use std::cmp::Reverse;

use tokens_model::{Token, TokenStore};
use tokens_projector::css_var;
use tokens_protocol::{PackageListing, SearchResponse, TokenHit};
use tokens_refs::Resolver;

use crate::category::Category;
use crate::error::{Result, SearchError};
use crate::fuzzy::FuzzyScorer;

/// Default number of hits returned by a search
pub const DEFAULT_LIMIT: usize = 10;

#[derive(Debug, Clone, PartialEq, Eq)]
pub struct SearchOptions {
    /// Only hits of this category
    pub category: Option<Category>,
    pub limit: usize,
}

impl Default for SearchOptions {
    fn default() -> Self {
        Self {
            category: None,
            limit: DEFAULT_LIMIT,
        }
    }
}

/// One flattened leaf of the package tree
#[derive(Debug, Clone)]
struct Entry {
    segments: Vec<String>,
    path: String,
    category: Category,
    hit: TokenHit,
}

/// Read-only query surface over an explicitly loaded package tree
#[derive(Debug, Clone, Default)]
pub struct TokenQuery {
    store: TokenStore,
    entries: Vec<Entry>,
}

impl TokenQuery {
    pub fn new(store: TokenStore) -> Self {
        let entries = flatten(&store);
        log::debug!("Indexed {} token leaves from {} file(s)", entries.len(), store.file_count());
        Self { store, entries }
    }

    /// Replace the loaded tree
    pub fn reload(&mut self, store: TokenStore) {
        *self = Self::new(store);
    }

    pub fn store(&self) -> &TokenStore {
        &self.store
    }

    pub fn len(&self) -> usize {
        self.entries.len()
    }

    pub fn is_empty(&self) -> bool {
        self.entries.is_empty()
    }

    /// Case-insensitive substring search over dotted paths and displayed values.
    ///
    /// Ranking: exact name match, then fuzzy score of the path, then path.
    pub fn search(&self, query: &str, options: &SearchOptions) -> Result<SearchResponse> {
        let query = query.trim();
        if query.is_empty() {
            return Err(SearchError::EmptyQuery);
        }
        let needle = query.to_lowercase();
        let mut scorer = FuzzyScorer::new(query);

        let mut ranked: Vec<(bool, u32, &Entry)> = self
            .entries
            .iter()
            .filter(|entry| options.category.map_or(true, |category| entry.category == category))
            .filter(|entry| {
                entry.path.to_lowercase().contains(&needle)
                    || entry.hit.value.to_lowercase().contains(&needle)
            })
            .map(|entry| {
                let exact = entry.path.eq_ignore_ascii_case(query)
                    || entry
                        .segments
                        .last()
                        .is_some_and(|name| name.eq_ignore_ascii_case(query));
                let score = scorer.score([entry.path.as_str()]).unwrap_or(0);
                (exact, score, entry)
            })
            .collect();
        ranked.sort_by_key(|(exact, score, entry)| (Reverse(*exact), Reverse(*score), entry.path.clone()));

        let total = ranked.len();
        log::debug!("search '{query}': {total} match(es)");
        Ok(SearchResponse {
            query: query.to_string(),
            total,
            hits: ranked
                .into_iter()
                .take(options.limit)
                .map(|(_, _, entry)| entry.hit.clone())
                .collect(),
        })
    }

    /// Exact dotted path, first match in package order
    pub fn lookup(&self, path: &str) -> Result<TokenHit> {
        let path = path.trim();
        self.entries
            .iter()
            .find(|entry| entry.path == path)
            .map(|entry| entry.hit.clone())
            .ok_or_else(|| SearchError::NotFound(path.to_string()))
    }

    pub fn packages(&self) -> Vec<PackageListing> {
        self.store
            .package_names()
            .map(|name| PackageListing {
                name: name.to_string(),
                files: self.store.package_files(name).map(|(file, _)| file.to_string()).collect(),
            })
            .collect()
    }
}

fn flatten(store: &TokenStore) -> Vec<Entry> {
    let resolver = Resolver::new(store);
    let mut entries = Vec::new();
    for (id, file) in store.files() {
        for (segments, leaf) in file.leaves() {
            let path = segments.join(".");
            let (value, reference) = match leaf {
                Token::Literal(scalar) => (scalar.coerce(), None),
                Token::Reference(reference) => {
                    let value = resolver
                        .resolve(&reference.pointer)
                        .map(|scalar| scalar.coerce())
                        .unwrap_or_else(|err| {
                            log::debug!("{id}: {path}: {err}");
                            reference.pointer.clone()
                        });
                    (value, Some(reference.pointer.clone()))
                }
                Token::Node(_) => continue,
            };
            let category = Category::infer(&path);
            entries.push(Entry {
                hit: TokenHit {
                    path: path.clone(),
                    value,
                    package: id.package.clone(),
                    file: id.file.clone(),
                    domain: category.to_string(),
                    css_var: css_var(segments.as_slice()),
                    reference,
                },
                segments,
                path,
                category,
            });
        }
    }
    entries
}

#[cfg(test)]
mod tests {
    use super::*;
    use pretty_assertions::assert_eq;
    use tokens_model::json::parse_token_file;

    fn store() -> TokenStore {
        TokenStore::new()
            .with_file(
                "core-tokens",
                "color-primitive",
                parse_token_file(r##"{"primitive": {"color": {"black": "#000000", "gray-10": "#1a1a1a"}}}"##)
                    .unwrap(),
            )
            .with_file(
                "core-tokens",
                "spacing-primitive",
                parse_token_file(r#"{"primitive": {"spacing-4": "4px", "spacing-8": "8px"}}"#).unwrap(),
            )
            .with_file(
                "webos-tokens",
                "color-semantic-dark",
                parse_token_file(
                    r##"{"semantic": {"color": {
                        "surface": {"default": {"ref": "core-tokens/color-primitive.json#/primitive/color/black"}},
                        "black": {"missing": {"ref": "core-tokens/color-primitive.json#/primitive/color/nope"}}
                    }}}"##,
                )
                .unwrap(),
            )
    }

    #[test]
    fn test_lookup_resolves_references() {
        let query = TokenQuery::new(store());
        let hit = query.lookup("semantic.color.surface.default").unwrap();
        assert_eq!(hit.value, "#000000");
        assert_eq!(hit.package, "webos-tokens");
        assert_eq!(hit.file, "color-semantic-dark");
        assert_eq!(hit.domain, "color");
        assert_eq!(hit.css_var, "--semantic-color-surface-default");
        assert_eq!(
            hit.reference.as_deref(),
            Some("core-tokens/color-primitive.json#/primitive/color/black")
        );

        assert_eq!(
            query.lookup("semantic.color.nope"),
            Err(SearchError::NotFound("semantic.color.nope".to_string()))
        );
    }

    #[test]
    fn test_unresolvable_reference_shows_pointer() {
        let query = TokenQuery::new(store());
        let hit = query.lookup("semantic.color.black.missing").unwrap();
        assert_eq!(hit.value, "core-tokens/color-primitive.json#/primitive/color/nope");
    }

    #[test]
    fn test_search_matches_values_and_ranks_exact_names_first() {
        let query = TokenQuery::new(store());
        let response = query.search("black", &SearchOptions::default()).unwrap();
        let paths: Vec<&str> = response.hits.iter().map(|hit| hit.path.as_str()).collect();
        assert_eq!(response.total, 2);
        assert_eq!(paths[0], "primitive.color.black");
        assert!(paths.contains(&"semantic.color.black.missing"));

        let by_value = query.search("#000000", &SearchOptions::default()).unwrap();
        assert_eq!(by_value.total, 2);
    }

    #[test]
    fn test_search_category_filter_and_limit() {
        let query = TokenQuery::new(store());
        let options = SearchOptions {
            category: Some(Category::Spacing),
            limit: 1,
        };
        let response = query.search("primitive", &options).unwrap();
        assert_eq!(response.total, 2);
        assert_eq!(response.hits.len(), 1);
        assert_eq!(response.hits[0].domain, "spacing");

        assert_eq!(query.search("   ", &options), Err(SearchError::EmptyQuery));
    }

    #[test]
    fn test_reload_replaces_the_tree() {
        let mut query = TokenQuery::new(store());
        assert_eq!(query.len(), 6);
        query.reload(TokenStore::new());
        assert!(query.is_empty());
        assert!(query.packages().is_empty());
    }

    #[test]
    fn test_packages_list_files() {
        let listing = TokenQuery::new(store()).packages();
        assert_eq!(listing.len(), 2);
        assert_eq!(listing[0].name, "core-tokens");
        assert_eq!(listing[0].files, vec!["color-primitive", "spacing-primitive"]);
    }
}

=======

Aim of the exercise :: Retype every entry without changing anything.

Written solution ::
use std::cmp::Reverse;

use tokens_model::{Token, TokenStore};
use tokens_projector::css_var;
use tokens_protocol::{PackageListing, SearchResponse, TokenHit};
use tokens_refs::Resolver;

use crate::category::Category;
use crate::error::{Result, SearchError};
use crate::fuzzy::FuzzyScorer;

/// Default number of hits returned by a search
pub const DEFAULT_LIMIT: usize = 10;

#[derive(Debug, Clone, PartialEq, Eq)]
pub struct SearchOptions {
    /// Only hits of this category
    pub category: Option<Category>,
    pub limit: usize,
}

impl Default for SearchOptions {
    fn default() -> Self {
        Self {
            category: None,
            limit: DEFAULT_LIMIT,
        }
    }
}

/// One flattened leaf of the package tree
#[derive(Debug, Clone)]
struct Entry {
    segments: Vec<String>,
    path: String,
    category: Category,
    hit: TokenHit,
}

/// Read-only query surface over an explicitly loaded package tree
#[derive(Debug, Clone, Default)]
pub struct TokenQuery {
    store: TokenStore,
    entries: Vec<Entry>,
}

impl TokenQuery {
    pub fn new(store: TokenStore) -> Self {
        let entries = flatten(&store);
        log::debug!("Indexed {} token leaves from {} file(s)", entries.len(), store.file_count());
        Self { store, entries }
    }

    /// Replace the loaded tree
    pub fn reload(&mut self, store: TokenStore) {
        *self = Self::new(store);
    }

    pub fn store(&self) -> &TokenStore {
        &self.store
    }

    pub fn len(&self) -> usize {
        self.entries.len()
    }

    pub fn is_empty(&self) -> bool {
        self.entries.is_empty()
    }

    /// Case-insensitive substring search over dotted paths and displayed values.
    ///
    /// Ranking: exact name match, then fuzzy score of the path, then path.
    pub fn search(&self, query: &str, options: &SearchOptions) -> Result<SearchResponse> {
        let query = query.trim();
        if query.is_empty() {
            return Err(SearchError::EmptyQuery);
        }
        let needle = query.to_lowercase();
        let mut scorer = FuzzyScorer::new(query);

        let mut ranked: Vec<(bool, u32, &Entry)> = self
            .entries
            .iter()
            .filter(|entry| options.category.map_or(true, |category| entry.category == category))
            .filter(|entry| {
                entry.path.to_lowercase().contains(&needle)
                    || entry.hit.value.to_lowercase().contains(&needle)
            })
            .map(|entry| {
                let exact = entry.path.eq_ignore_ascii_case(query)
                    || entry
                        .segments
                        .last()
                        .is_some_and(|name| name.eq_ignore_ascii_case(query));
                let score = scorer.score([entry.path.as_str()]).unwrap_or(0);
                (exact, score, entry)
            })
            .collect();
        ranked.sort_by_key(|(exact, score, entry)| (Reverse(*exact), Reverse(*score), entry.path.clone()));

        let total = ranked.len();
        log::debug!("search '{query}': {total} match(es)");
        Ok(SearchResponse {
            query: query.to_string(),
            total,
            hits: ranked
                .into_iter()
                .take(options.limit)
                .map(|(_, _, entry)| entry.hit.clone())
                .collect(),
        })
    }

    /// Exact dotted path, first match in package order
    pub fn lookup(&self, path: &str) -> Result<TokenHit> {
        let path = path.trim();
        self.entries
            .iter()
            .find(|entry| entry.path == path)
            .map(|entry| entry.hit.clone())
            .ok_or_else(|| SearchError::NotFound(path.to_string()))
    }

    pub fn packages(&self) -> Vec<PackageListing> {
        self.store
            .package_names()
            .map(|name| PackageListing {
                name: name.to_string(),
                files: self.store.package_files(name).map(|(file, _)| file.to_string()).collect(),
            })
            .collect()
    }
}

fn flatten(store: &TokenStore) -> Vec<Entry> {
    let resolver = Resolver::new(store);
    let mut entries = Vec::new();
    for (id, file) in store.files() {
        for (segments, leaf) in file.leaves() {
            let path = segments.join(".");
            let (value, reference) = match leaf {
                Token::Literal(scalar) => (scalar.coerce(), None),
                Token::Reference(reference) => {
                    let value = resolver
                        .resolve(&reference.pointer)
                        .map(|scalar| scalar.coerce())
                        .unwrap_or_else(|err| {
                            log::debug!("{id}: {path}: {err}");
                            reference.pointer.clone()
                        });
                    (value, Some(reference.pointer.clone()))
                }
                Token::Node(_) => continue,
            };
            let category = Category::infer(&path);
            entries.push(Entry {
                hit: TokenHit {
                    path: path.clone(),
                    value,
                    package: id.package.clone(),
                    file: id.file.clone(),
                    domain: category.to_string(),
                    css_var: css_var(segments.as_slice()),
                    reference,
                },
                segments,
                path,
                category,
            });
        }
    }
    entries
}

#[cfg(test)]
mod tests {
    use super::*;
    use pretty_assertions::assert_eq;
    use tokens_model::json::parse_token_file;

    fn store() -> TokenStore {
        TokenStore::new()
            .with_file(
                "core-tokens",
                "color-primitive",
                parse_token_file(r##"{"primitive": {"color": {"black": "#000000", "gray-10": "#1a1a1a"}}}"##)
                    .unwrap(),
            )
            .with_file(
                "core-tokens",
                "spacing-primitive",
                parse_token_file(r#"{"primitive": {"spacing-4": "4px", "spacing-8": "8px"}}"#).unwrap(),
            )
            .with_file(
                "webos-tokens",
                "color-semantic-dark",
                parse_token_file(
                    r##"{"semantic": {"color": {
                        "surface": {"default": {"ref": "core-tokens/color-primitive.json#/primitive/color/black"}},
                        "black": {"missing": {"ref": "core-tokens/color-primitive.json#/primitive/color/nope"}}
                    }}}"##,
                )
                .unwrap(),
            )
    }

    #[test]
    fn test_lookup_resolves_references() {
        let query = TokenQuery::new(store());
        let hit = query.lookup("semantic.color.surface.default").unwrap();
        assert_eq!(hit.value, "#000000");
        assert_eq!(hit.package, "webos-tokens");
        assert_eq!(hit.file, "color-semantic-dark");
        assert_eq!(hit.domain, "color");
        assert_eq!(hit.css_var, "--semantic-color-surface-default");
        assert_eq!(
            hit.reference.as_deref(),
            Some("core-tokens/color-primitive.json#/primitive/color/black")
        );

        assert_eq!(
            query.lookup("semantic.color.nope"),
            Err(SearchError::NotFound("semantic.color.nope".to_string()))
        );
    }

    #[test]
    fn test_unresolvable_reference_shows_pointer() {
        let query = TokenQuery::new(store());
        let hit = query.lookup("semantic.color.black.missing").unwrap();
        assert_eq!(hit.value, "core-tokens/color-primitive.json#/primitive/color/nope");
    }

    #[test]
    fn test_search_matches_values_and_ranks_exact_names_first() {
        let query = TokenQuery::new(store());
        let response = query.search("black", &SearchOptions::default()).unwrap();
        let paths: Vec<&str> = response.hits.iter().map(|hit| hit.path.as_str()).collect();
        assert_eq!(response.total, 2);
        assert_eq!(paths[0], "primitive.color.black");
        assert!(paths.contains(&"semantic.color.black.missing"));

        let by_value = query.search("#000000", &SearchOptions::default()).unwrap();
        assert_eq!(by_value.total, 2);
    }

    #[test]
    fn test_search_category_filter_and_limit() {
        let query = TokenQuery::new(store());
        let options = SearchOptions {
            category: Some(Category::Spacing),
            limit: 1,
        };
        let response = query.search("primitive", &options).unwrap();
        assert_eq!(response.total, 2);
        assert_eq!(response.hits.len(), 1);
        assert_eq!(response.hits[0].domain, "spacing");

        assert_eq!(query.search("   ", &options), Err(SearchError::EmptyQuery));
    }

    #[test]
    fn test_reload_replaces_the_tree() {
        let mut query = TokenQuery::new(store());
        assert_eq!(query.len(), 6);
        query.reload(TokenStore::new());
        assert!(query.is_empty());
        assert!(query.packages().is_empty());
    }

    #[test]
    fn test_packages_list_files() {
        let listing = TokenQuery::new(store()).packages();
        assert_eq!(listing.len(), 2);
        assert_eq!(listing[0].name, "core-tokens");
        assert_eq!(listing[0].files, vec!["color-primitive", "spacing-primitive"]);
    }
}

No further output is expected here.